Start of Block

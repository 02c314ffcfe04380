// ==========================================
// 资本工程计划书编制系统 - 场景排序编排引擎
// ==========================================
// 职责: 协调条件匹配/排序/目标累计三个引擎, 产出场景的完整排序;
//       以及人工名次调整的冲突消解算法
// 输入: 场景快照 + 项目快照 + 目标年度 + 参照数据
// 输出: OrderedProject 列表 (调用方负责持久化)
// 红线: 逐级认领是显式顺序依赖, 不做并行化
// ==========================================

use std::collections::{HashMap, HashSet};

use tracing::{debug, info};

use crate::domain::audit::Audit;
use crate::domain::priority_scenario::{
    OrderedProject, PriorityScenario, ProjectRankChange,
};
use crate::domain::program_book::Objective;
use crate::domain::project::Project;
use crate::engine::criteria_matcher::CriteriaMatcher;
use crate::engine::objective::ObjectiveCalculator;
use crate::engine::sorter::{ProjectSorter, SortContext};
use crate::error::{PlanningError, PlanningResult};

// ==========================================
// PriorityScenarioRankingEngine - 排序编排引擎
// ==========================================
pub struct PriorityScenarioRankingEngine {
    matcher: CriteriaMatcher,
    sorter: ProjectSorter,
    calculator: ObjectiveCalculator,
}

impl PriorityScenarioRankingEngine {
    pub fn new() -> Self {
        Self {
            matcher: CriteriaMatcher::new(),
            sorter: ProjectSorter::new(),
            calculator: ObjectiveCalculator::new(),
        }
    }

    // ==========================================
    // 全量排序
    // ==========================================

    /// 计算场景的完整排序结果
    ///
    /// 步骤:
    /// 1) 用 rank 1 的排序条件对全池预排序 (为阈值贡献键提供稳定的平局种子)
    /// 2) 按级别序号升序逐级认领: 匹配 → 组内排序 → 移出候选池
    /// 3) 未被任何级别认领的项目按池内顺序追加 (level_rank = 0)
    /// 4) 按最终产出顺序重编名次: rank = initial_rank = 下标+1
    ///
    /// 同一输入必然产出同一结果; 重新计算会清除全部人工调整。
    pub fn compute_ordered_projects(
        &self,
        scenario: &PriorityScenario,
        projects: &[Project],
        year: i32,
        objectives: &[Objective],
        road_network_order: &HashMap<String, usize>,
    ) -> PlanningResult<Vec<OrderedProject>> {
        info!(
            scenario_id = %scenario.id,
            project_count = projects.len(),
            level_count = scenario.priority_levels.len(),
            "开始执行场景排序"
        );

        let mut levels: Vec<_> = scenario.priority_levels.iter().collect();
        levels.sort_by_key(|l| l.rank);

        // ==========================================
        // 步骤1: 预排序
        // ==========================================
        let first_level_criteria = levels
            .first()
            .map(|l| l.sort_criteria.as_slice())
            .unwrap_or(&[]);
        let pool: Vec<Project> = projects.to_vec();
        let ctx = self.build_sort_context(
            &pool.iter().collect::<Vec<_>>(),
            objectives,
            year,
            road_network_order,
        )?;
        let mut remaining = self.sorter.sort(pool, first_level_criteria, &ctx);

        // ==========================================
        // 步骤2: 逐级认领
        // ==========================================
        let mut claimed: Vec<(Project, u32)> = Vec::new();
        for level in &levels {
            if remaining.is_empty() {
                break;
            }
            let (matched, rest): (Vec<Project>, Vec<Project>) = remaining
                .into_iter()
                .partition(|p| self.matcher.matches(level, p, year));
            remaining = rest;
            if matched.is_empty() {
                continue;
            }

            // 阈值贡献键须基于 "已认领序列 + 当前候选集" 的累计重新计算
            let sequence: Vec<&Project> = claimed
                .iter()
                .map(|(p, _)| p)
                .chain(matched.iter())
                .collect();
            let ctx =
                self.build_sort_context(&sequence, objectives, year, road_network_order)?;
            let sorted = self.sorter.sort(matched, &level.sort_criteria, &ctx);

            debug!(
                level_rank = level.rank,
                matched_count = sorted.len(),
                "优先级认领完成"
            );
            claimed.extend(sorted.into_iter().map(|p| (p, level.rank)));
        }

        // ==========================================
        // 步骤3: 未命中项目追加
        // ==========================================
        let unmatched_count = remaining.len();
        claimed.extend(remaining.into_iter().map(|p| (p, 0)));

        // ==========================================
        // 步骤4: 重编名次
        // ==========================================
        let ordered: Vec<OrderedProject> = claimed
            .into_iter()
            .enumerate()
            .map(|(idx, (project, level_rank))| {
                let rank = (idx + 1) as u32;
                OrderedProject {
                    project_id: project.id,
                    level_rank,
                    initial_rank: rank,
                    rank,
                    is_manually_ordered: false,
                    note: None,
                    objectives_calculation: None,
                    audit: Audit::system(),
                }
            })
            .collect();

        info!(
            ordered_count = ordered.len(),
            unmatched_count, "场景排序完成"
        );
        Ok(ordered)
    }

    /// 装配排序辅助数据: 沿给定序列累计目标, 提取各项目的阈值贡献数
    fn build_sort_context(
        &self,
        sequence: &[&Project],
        objectives: &[Objective],
        year: i32,
        road_network_order: &HashMap<String, usize>,
    ) -> PlanningResult<SortContext> {
        let computed = self.calculator.compute(sequence, objectives, year)?;
        let threshold_contributions = computed
            .into_iter()
            .map(|r| (r.project_id, r.threshold_contributions))
            .collect();
        Ok(SortContext {
            road_network_order: road_network_order.clone(),
            threshold_contributions,
        })
    }

    // ==========================================
    // 级别命中计数
    // ==========================================

    /// 刷新各优先级的命中项目数 (与全量排序同一认领语义)
    pub fn update_priority_levels_count(
        &self,
        scenario: &mut PriorityScenario,
        projects: &[Project],
        year: i32,
    ) {
        let mut ranks: Vec<u32> = scenario.priority_levels.iter().map(|l| l.rank).collect();
        ranks.sort_unstable();

        let mut remaining: Vec<&Project> = projects.iter().collect();
        let mut counts: HashMap<u32, usize> = HashMap::new();
        for rank in ranks {
            let Some(level) = scenario.priority_levels.iter().find(|l| l.rank == rank) else {
                continue;
            };
            let (matched, rest): (Vec<&Project>, Vec<&Project>) = remaining
                .into_iter()
                .partition(|p| self.matcher.matches(level, p, year));
            counts.insert(rank, matched.len());
            remaining = rest;
        }

        for level in &mut scenario.priority_levels {
            level.project_count = counts.get(&level.rank).copied().unwrap_or(0);
        }
    }

    // ==========================================
    // 目标累计展示
    // ==========================================

    /// 为排序项目按需附加目标累计结果 (分页展示用, 不持久化)
    pub fn ordered_projects_with_objectives(
        &self,
        ordered_projects: &[OrderedProject],
        projects: &[Project],
        objectives: &[Objective],
        year: i32,
    ) -> PlanningResult<Vec<OrderedProject>> {
        let by_id: HashMap<&str, &Project> =
            projects.iter().map(|p| (p.id.as_str(), p)).collect();

        let mut sorted: Vec<OrderedProject> = ordered_projects.to_vec();
        sorted.sort_by_key(|op| op.rank);

        let sequence: Vec<&Project> = sorted
            .iter()
            .map(|op| {
                by_id
                    .get(op.project_id.as_str())
                    .copied()
                    .ok_or_else(|| PlanningError::not_found("Project", &op.project_id))
            })
            .collect::<PlanningResult<_>>()?;

        let computed = self.calculator.compute(&sequence, objectives, year)?;
        for (op, result) in sorted.iter_mut().zip(computed) {
            op.objectives_calculation = Some(result.calculations);
        }
        Ok(sorted)
    }

    // ==========================================
    // 人工名次调整
    // ==========================================

    /// 将目标项目移动到请求名次, 并消解受影响区间的名次冲突
    ///
    /// 规则:
    /// - is_manually_ordered = false 表示解除钉住, 目标名次取 initial_rank
    /// - 受影响区间内未钉住的项目整体让位一格
    /// - 让位撞上钉住项目的名次时继续顺延, 顺延次数以项目总数为界,
    ///   无空余名次时返回业务规则错误
    ///
    /// 前置校验 (目标名次存在、无其他钉住项目占用) 由用例层负责。
    pub fn update_ordered_projects_with_new_project_rank(
        &self,
        mut ordered_projects: Vec<OrderedProject>,
        target_project_id: &str,
        change: &ProjectRankChange,
    ) -> PlanningResult<Vec<OrderedProject>> {
        let pos = ordered_projects
            .iter()
            .position(|op| op.project_id == target_project_id)
            .ok_or_else(|| PlanningError::not_found("OrderedProject", target_project_id))?;
        let mut target = ordered_projects.remove(pos);

        let current_rank = target.rank;
        let rank_to_reach = if change.is_manually_ordered {
            change.new_rank
        } else {
            target.initial_rank
        };

        if rank_to_reach != current_rank {
            // 上移: 区间 [rank_to_reach, current) 让位 +1
            // 下移: 区间 (current, rank_to_reach] 让位 -1
            let direction: i64 = if current_rank > rank_to_reach { 1 } else { -1 };
            let in_band = |rank: u32| {
                if direction > 0 {
                    rank >= rank_to_reach && rank < current_rank
                } else {
                    rank > current_rank && rank <= rank_to_reach
                }
            };

            // 区间内钉住项目的名次不可移动
            let immutable_ranks: HashSet<u32> = ordered_projects
                .iter()
                .filter(|op| op.is_manually_ordered && in_band(op.rank))
                .map(|op| op.rank)
                .collect();

            let total = (ordered_projects.len() + 1) as i64;
            for op in &mut ordered_projects {
                if op.is_manually_ordered || !in_band(op.rank) {
                    continue;
                }
                let mut shifted = op.rank as i64 + direction;
                let mut steps: i64 = 0;
                while shifted >= 1
                    && shifted <= total
                    && immutable_ranks.contains(&(shifted as u32))
                {
                    shifted += direction;
                    steps += 1;
                    if steps > total {
                        break;
                    }
                }
                if shifted < 1 || shifted > total || steps > total {
                    return Err(PlanningError::BusinessRule(format!(
                        "名次 {} 让位失败: 区间内无空余名次",
                        op.rank
                    )));
                }
                op.rank = shifted as u32;
            }
        }

        target.rank = rank_to_reach;
        target.is_manually_ordered = change.is_manually_ordered;
        target.note = change.note.clone();
        target.audit.touch("system");
        ordered_projects.push(target);
        ordered_projects.sort_by_key(|op| op.rank);

        debug!(
            project_id = target_project_id,
            rank = rank_to_reach,
            manually_ordered = change.is_manually_ordered,
            "人工名次调整完成"
        );
        Ok(ordered_projects)
    }
}

impl Default for PriorityScenarioRankingEngine {
    fn default() -> Self {
        Self::new()
    }
}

End of Block

Nothing but the lines from the one with "if steps > total" through the final line of the data belongs in the answer, and they must match exactly.

                    if steps > total {
                        break;
                    }
                }
                if shifted < 1 || shifted > total || steps > total {
                    return Err(PlanningError::BusinessRule(format!(
                        "名次 {} 让位失败: 区间内无空余名次",
                        op.rank
                    )));
                }
                op.rank = shifted as u32;
            }
        }

        target.rank = rank_to_reach;
        target.is_manually_ordered = change.is_manually_ordered;
        target.note = change.note.clone();
        target.audit.touch("system");
        ordered_projects.push(target);
        ordered_projects.sort_by_key(|op| op.rank);

        debug!(
            project_id = target_project_id,
            rank = rank_to_reach,
            manually_ordered = change.is_manually_ordered,
            "人工名次调整完成"
        );
        Ok(ordered_projects)
    }
}

impl Default for PriorityScenarioRankingEngine {
    fn default() -> Self {
        Self::new()
    }
}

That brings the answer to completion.